Start of GIVEN DATA

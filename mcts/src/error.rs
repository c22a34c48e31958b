use thiserror::Error;

#[derive(Error, Debug, PartialEq)]
pub enum SearchError {
    #[error("State is terminal and has no policy")]
    TerminalState,
    #[error("State has not been visited")]
    NoVisits,
    #[error("Non-terminal state has no legal actions")]
    NoLegalActions,
    #[error("Temperature must be a non-negative number, got {0}")]
    InvalidTemperature(f32),
}
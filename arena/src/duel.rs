use std::fmt::Display;

use anyhow::{anyhow, Result};
use engine::GameEngine;
use log::debug;
use model::GameAnalyzer;

#[derive(Clone, Copy, Debug, PartialEq, Eq)]
pub enum DuelOutcome {
    /// Seat 0 moved first.
    Won(usize),
    Draw,
}

/// Plays one game between two evaluators without search. Each move is the legal action with the
/// highest prior of the evaluator in the mover's seat. `players[0]` moves first.
pub fn duel<E, M>(game_engine: &E, players: [&M; 2]) -> Result<DuelOutcome>
where
    E: GameEngine,
    E::State: Display,
    M: GameAnalyzer<State = E::State> + ?Sized,
{
    let mut game_state = game_engine.initial_state();
    let mut seat = 0;

    while !game_engine.is_terminal_state(&game_state) {
        let analysis = players[seat].get_state_analysis(&game_state)?;
        let action = game_engine
            .most_probable_action(&game_state, &analysis.policy_scores)
            .ok_or_else(|| anyhow!("No legal actions in a non-terminal state"))?;

        let transition = game_engine.take_action(&game_state, &action)?;
        seat = transition.turn.next_seat(seat);
        game_state = transition.state;

        debug!("Seat {} to move\n{}", seat, game_state);
    }

    let reward = game_engine.reward(&game_state)?;

    Ok(if reward > 0.0 {
        DuelOutcome::Won(seat)
    } else if reward < 0.0 {
        DuelOutcome::Won(1 - seat)
    } else {
        DuelOutcome::Draw
    })
}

End of GIVEN DATA

WHAT THIS TASK INVOLVES: Search the material for the word "DuelOutcome" and copy every matching line.

PROBLEM SOLUTION:
pub enum DuelOutcome {
pub fn duel<E, M>(game_engine: &E, players: [&M; 2]) -> Result<DuelOutcome>
        DuelOutcome::Won(seat)
        DuelOutcome::Won(1 - seat)
        DuelOutcome::Draw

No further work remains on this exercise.